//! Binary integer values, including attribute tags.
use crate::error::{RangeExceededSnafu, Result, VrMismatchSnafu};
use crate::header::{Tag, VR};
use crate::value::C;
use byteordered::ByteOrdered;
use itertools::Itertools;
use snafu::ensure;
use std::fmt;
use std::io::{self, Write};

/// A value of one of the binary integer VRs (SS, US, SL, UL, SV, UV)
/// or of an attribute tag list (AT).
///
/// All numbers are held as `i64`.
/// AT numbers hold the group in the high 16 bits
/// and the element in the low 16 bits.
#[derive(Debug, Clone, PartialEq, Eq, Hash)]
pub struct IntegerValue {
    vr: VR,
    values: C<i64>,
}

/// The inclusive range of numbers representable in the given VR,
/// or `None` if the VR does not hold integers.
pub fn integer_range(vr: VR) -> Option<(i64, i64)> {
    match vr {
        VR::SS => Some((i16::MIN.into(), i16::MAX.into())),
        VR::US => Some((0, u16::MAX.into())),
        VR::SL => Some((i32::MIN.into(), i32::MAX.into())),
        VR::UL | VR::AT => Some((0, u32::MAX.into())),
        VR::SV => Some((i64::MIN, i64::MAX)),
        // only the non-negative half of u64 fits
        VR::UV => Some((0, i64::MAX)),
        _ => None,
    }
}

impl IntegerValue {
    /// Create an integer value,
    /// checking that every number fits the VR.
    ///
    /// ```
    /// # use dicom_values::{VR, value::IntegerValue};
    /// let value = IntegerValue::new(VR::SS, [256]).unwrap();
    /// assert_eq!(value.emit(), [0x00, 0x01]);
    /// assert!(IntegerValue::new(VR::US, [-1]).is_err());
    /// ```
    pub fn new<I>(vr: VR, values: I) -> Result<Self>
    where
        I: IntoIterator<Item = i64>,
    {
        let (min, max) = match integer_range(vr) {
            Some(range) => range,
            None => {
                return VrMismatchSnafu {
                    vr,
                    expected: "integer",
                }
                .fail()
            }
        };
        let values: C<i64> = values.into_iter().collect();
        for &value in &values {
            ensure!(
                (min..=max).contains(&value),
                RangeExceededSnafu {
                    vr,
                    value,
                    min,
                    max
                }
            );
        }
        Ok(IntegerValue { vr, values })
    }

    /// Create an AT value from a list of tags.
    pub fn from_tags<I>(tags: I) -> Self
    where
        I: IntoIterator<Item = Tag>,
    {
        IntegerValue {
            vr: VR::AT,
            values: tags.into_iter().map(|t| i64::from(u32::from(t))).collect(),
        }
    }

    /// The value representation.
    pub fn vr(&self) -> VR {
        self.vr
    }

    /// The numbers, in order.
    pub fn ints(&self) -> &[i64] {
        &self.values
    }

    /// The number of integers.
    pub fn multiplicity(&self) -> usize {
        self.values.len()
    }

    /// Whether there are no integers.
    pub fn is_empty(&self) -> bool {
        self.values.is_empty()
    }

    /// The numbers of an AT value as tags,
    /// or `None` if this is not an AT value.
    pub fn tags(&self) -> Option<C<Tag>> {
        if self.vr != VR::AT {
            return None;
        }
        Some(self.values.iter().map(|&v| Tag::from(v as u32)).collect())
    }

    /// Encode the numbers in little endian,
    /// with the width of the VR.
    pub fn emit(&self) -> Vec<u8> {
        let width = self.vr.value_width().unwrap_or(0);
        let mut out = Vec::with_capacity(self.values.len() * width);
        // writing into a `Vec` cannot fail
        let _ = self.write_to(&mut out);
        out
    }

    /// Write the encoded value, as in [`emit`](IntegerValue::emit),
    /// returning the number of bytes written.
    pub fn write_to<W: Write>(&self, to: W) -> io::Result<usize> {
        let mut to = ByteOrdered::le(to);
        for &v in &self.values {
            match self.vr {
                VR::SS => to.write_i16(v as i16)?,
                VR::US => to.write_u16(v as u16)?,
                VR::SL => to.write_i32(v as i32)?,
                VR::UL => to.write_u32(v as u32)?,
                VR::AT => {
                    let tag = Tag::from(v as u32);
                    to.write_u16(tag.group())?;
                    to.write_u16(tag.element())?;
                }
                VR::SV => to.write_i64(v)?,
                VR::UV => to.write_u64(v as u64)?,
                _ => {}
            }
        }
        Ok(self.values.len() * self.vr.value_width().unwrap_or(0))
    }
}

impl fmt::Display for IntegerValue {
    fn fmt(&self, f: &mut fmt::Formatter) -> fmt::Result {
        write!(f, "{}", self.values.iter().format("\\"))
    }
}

==

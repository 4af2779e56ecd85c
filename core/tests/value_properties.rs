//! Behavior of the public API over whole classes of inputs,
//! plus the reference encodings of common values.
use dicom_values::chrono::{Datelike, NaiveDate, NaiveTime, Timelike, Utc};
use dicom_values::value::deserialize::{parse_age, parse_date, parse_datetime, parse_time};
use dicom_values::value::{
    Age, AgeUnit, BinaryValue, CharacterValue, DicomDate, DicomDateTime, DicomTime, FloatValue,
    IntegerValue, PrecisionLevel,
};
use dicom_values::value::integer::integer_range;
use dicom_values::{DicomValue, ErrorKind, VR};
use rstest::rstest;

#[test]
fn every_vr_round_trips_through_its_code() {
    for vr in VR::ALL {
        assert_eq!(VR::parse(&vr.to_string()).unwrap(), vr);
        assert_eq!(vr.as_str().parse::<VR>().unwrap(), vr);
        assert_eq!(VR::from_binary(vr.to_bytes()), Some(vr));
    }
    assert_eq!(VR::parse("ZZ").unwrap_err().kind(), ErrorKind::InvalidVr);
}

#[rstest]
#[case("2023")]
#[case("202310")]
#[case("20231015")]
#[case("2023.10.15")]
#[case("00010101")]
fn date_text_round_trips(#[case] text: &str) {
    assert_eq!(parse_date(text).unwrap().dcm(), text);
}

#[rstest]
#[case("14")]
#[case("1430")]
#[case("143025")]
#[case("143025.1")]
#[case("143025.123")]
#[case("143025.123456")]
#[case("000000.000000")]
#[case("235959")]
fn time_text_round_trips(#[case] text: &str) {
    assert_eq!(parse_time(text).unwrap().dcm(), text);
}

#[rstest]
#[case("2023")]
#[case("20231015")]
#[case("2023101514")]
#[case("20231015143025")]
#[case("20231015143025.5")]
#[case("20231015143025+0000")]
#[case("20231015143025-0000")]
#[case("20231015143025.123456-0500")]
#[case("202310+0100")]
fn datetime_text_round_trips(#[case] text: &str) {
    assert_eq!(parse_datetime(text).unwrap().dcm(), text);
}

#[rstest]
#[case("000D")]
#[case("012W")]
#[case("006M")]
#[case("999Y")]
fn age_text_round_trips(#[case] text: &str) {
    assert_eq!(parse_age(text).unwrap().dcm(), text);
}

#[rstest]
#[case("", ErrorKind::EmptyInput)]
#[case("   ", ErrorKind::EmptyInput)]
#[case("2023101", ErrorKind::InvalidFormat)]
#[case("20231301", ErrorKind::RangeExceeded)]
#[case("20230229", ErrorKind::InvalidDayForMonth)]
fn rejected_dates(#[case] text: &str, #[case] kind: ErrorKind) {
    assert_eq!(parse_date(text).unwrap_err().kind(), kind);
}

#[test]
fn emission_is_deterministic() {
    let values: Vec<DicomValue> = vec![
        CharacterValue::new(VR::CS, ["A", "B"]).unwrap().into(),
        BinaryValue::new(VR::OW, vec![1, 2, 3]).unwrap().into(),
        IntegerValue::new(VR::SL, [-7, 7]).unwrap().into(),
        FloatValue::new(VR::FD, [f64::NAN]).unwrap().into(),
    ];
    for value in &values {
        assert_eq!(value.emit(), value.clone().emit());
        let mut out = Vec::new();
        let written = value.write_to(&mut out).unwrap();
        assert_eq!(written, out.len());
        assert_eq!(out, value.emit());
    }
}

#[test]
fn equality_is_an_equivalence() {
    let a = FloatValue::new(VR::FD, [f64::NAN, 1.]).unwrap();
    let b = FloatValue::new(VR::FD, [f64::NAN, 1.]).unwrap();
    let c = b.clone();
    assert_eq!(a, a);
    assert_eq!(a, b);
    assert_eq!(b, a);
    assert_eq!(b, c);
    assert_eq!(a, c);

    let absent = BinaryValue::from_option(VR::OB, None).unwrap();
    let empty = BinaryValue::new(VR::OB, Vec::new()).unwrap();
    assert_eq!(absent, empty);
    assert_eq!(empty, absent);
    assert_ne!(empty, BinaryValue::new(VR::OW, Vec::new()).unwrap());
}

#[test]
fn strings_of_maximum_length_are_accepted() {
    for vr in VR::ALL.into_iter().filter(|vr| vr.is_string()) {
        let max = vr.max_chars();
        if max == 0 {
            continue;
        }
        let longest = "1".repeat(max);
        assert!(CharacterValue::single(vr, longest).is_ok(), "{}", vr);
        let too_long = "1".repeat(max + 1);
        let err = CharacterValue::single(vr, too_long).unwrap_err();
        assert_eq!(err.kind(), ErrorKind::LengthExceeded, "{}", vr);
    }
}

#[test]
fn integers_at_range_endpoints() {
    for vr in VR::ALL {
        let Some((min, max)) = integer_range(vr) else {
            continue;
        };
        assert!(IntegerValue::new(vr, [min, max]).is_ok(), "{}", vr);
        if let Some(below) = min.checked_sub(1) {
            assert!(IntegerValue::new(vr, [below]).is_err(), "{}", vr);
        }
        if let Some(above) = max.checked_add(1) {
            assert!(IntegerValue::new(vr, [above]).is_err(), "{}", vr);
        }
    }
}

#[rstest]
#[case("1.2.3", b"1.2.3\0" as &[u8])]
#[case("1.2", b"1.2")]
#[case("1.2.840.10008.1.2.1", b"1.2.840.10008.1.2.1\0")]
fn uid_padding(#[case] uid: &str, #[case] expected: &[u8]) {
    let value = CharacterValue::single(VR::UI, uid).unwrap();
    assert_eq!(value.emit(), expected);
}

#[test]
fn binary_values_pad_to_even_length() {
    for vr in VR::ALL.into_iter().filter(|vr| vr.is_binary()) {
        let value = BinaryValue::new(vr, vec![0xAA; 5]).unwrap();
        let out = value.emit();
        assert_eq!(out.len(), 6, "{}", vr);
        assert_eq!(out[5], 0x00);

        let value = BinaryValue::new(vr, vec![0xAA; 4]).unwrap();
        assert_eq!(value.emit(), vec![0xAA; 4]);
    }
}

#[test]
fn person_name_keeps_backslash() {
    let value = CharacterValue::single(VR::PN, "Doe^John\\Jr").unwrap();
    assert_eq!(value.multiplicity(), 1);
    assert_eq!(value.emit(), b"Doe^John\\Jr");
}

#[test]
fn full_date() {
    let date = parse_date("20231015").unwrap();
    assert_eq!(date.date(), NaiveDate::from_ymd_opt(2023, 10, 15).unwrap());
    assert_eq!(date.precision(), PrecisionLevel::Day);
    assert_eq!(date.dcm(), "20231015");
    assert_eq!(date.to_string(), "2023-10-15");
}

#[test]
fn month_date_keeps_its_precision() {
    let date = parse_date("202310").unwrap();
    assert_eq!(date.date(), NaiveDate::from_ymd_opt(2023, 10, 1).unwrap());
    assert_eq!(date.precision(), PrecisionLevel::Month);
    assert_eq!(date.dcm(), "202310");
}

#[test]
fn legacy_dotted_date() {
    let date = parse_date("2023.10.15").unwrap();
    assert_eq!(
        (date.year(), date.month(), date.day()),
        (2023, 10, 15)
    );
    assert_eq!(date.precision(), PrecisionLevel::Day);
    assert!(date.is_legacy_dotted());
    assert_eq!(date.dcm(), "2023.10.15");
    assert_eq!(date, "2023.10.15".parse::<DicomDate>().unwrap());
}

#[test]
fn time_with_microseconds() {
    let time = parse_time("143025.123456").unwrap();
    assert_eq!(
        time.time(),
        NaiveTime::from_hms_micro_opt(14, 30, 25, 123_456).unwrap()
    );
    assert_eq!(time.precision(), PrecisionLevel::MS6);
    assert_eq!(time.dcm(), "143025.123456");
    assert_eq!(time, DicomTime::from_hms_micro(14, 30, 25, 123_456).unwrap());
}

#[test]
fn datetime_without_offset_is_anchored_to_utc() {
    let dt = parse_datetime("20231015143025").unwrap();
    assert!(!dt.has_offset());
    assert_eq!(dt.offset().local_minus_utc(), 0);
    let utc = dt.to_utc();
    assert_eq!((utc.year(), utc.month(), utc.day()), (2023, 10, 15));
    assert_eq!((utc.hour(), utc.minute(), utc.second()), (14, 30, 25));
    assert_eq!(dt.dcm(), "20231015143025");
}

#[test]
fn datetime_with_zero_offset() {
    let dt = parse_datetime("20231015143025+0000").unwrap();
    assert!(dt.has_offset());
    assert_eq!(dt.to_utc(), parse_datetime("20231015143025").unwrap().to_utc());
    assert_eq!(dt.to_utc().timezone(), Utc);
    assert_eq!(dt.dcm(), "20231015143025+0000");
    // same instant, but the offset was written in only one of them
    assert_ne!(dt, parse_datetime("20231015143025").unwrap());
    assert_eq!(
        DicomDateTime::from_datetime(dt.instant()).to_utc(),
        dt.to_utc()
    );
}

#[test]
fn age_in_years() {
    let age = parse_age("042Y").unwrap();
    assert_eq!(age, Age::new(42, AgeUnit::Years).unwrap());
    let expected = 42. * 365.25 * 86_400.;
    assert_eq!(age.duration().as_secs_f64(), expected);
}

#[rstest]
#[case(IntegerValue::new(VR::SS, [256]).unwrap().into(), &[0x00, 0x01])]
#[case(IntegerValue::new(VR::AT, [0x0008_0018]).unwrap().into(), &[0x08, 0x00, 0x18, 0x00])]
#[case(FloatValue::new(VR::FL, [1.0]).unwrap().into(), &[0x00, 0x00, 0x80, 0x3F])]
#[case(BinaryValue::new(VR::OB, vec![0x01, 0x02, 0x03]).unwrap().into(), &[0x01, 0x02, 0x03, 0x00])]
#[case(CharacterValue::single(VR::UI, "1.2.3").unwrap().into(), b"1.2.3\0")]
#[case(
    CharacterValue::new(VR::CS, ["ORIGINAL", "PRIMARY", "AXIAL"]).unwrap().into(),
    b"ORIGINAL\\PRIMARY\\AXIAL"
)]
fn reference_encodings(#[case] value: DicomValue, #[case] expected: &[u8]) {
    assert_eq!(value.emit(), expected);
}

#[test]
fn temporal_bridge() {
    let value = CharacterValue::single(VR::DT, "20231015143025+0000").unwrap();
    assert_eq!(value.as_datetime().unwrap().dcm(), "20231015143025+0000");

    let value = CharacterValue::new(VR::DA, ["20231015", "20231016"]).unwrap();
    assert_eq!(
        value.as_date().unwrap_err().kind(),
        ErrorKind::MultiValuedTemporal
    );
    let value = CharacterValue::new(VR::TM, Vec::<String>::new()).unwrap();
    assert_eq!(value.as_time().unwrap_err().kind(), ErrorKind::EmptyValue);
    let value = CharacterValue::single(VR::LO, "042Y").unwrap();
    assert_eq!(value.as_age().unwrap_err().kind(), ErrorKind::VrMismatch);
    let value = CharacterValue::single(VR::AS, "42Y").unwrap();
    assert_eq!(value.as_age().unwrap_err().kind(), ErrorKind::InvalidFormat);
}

* * *

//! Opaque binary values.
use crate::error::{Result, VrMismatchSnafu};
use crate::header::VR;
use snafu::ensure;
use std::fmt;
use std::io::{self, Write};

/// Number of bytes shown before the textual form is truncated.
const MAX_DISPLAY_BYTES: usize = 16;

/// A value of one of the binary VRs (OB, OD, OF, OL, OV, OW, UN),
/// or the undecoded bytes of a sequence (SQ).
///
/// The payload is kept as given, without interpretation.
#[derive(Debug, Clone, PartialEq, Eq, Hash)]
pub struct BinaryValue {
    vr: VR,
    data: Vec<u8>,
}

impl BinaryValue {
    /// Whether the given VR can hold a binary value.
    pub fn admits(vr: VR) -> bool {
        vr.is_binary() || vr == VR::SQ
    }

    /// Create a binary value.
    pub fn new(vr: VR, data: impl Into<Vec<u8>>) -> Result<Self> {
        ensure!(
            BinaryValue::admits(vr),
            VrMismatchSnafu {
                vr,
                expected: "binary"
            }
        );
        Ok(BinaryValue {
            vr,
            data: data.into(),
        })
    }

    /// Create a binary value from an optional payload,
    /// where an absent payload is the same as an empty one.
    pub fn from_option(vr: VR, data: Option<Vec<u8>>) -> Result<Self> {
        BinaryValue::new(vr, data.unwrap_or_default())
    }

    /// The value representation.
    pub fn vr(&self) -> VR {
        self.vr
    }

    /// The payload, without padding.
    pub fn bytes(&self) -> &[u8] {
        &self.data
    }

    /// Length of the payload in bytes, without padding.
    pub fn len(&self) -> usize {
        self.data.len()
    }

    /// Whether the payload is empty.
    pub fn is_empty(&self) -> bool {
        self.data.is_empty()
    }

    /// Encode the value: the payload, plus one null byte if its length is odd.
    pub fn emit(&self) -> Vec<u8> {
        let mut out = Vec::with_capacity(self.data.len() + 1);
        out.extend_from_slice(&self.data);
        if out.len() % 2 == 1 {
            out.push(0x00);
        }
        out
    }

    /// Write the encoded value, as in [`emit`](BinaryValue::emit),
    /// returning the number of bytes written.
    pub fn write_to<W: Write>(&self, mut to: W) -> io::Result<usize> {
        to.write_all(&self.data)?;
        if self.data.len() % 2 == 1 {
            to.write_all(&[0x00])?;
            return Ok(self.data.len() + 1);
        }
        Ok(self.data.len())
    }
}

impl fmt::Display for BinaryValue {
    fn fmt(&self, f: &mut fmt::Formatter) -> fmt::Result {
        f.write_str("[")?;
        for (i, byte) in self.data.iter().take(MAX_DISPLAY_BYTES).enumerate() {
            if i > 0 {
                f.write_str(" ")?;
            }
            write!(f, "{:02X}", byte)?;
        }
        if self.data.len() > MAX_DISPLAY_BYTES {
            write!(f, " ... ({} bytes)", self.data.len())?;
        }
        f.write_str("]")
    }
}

→ **TO DO**
Which of the lines above include the word "ensure"? Copy each of them.

→ **EXERCISE ANSWER**
use snafu::ensure;
            ensure!(
use snafu::ensure;
        ensure!(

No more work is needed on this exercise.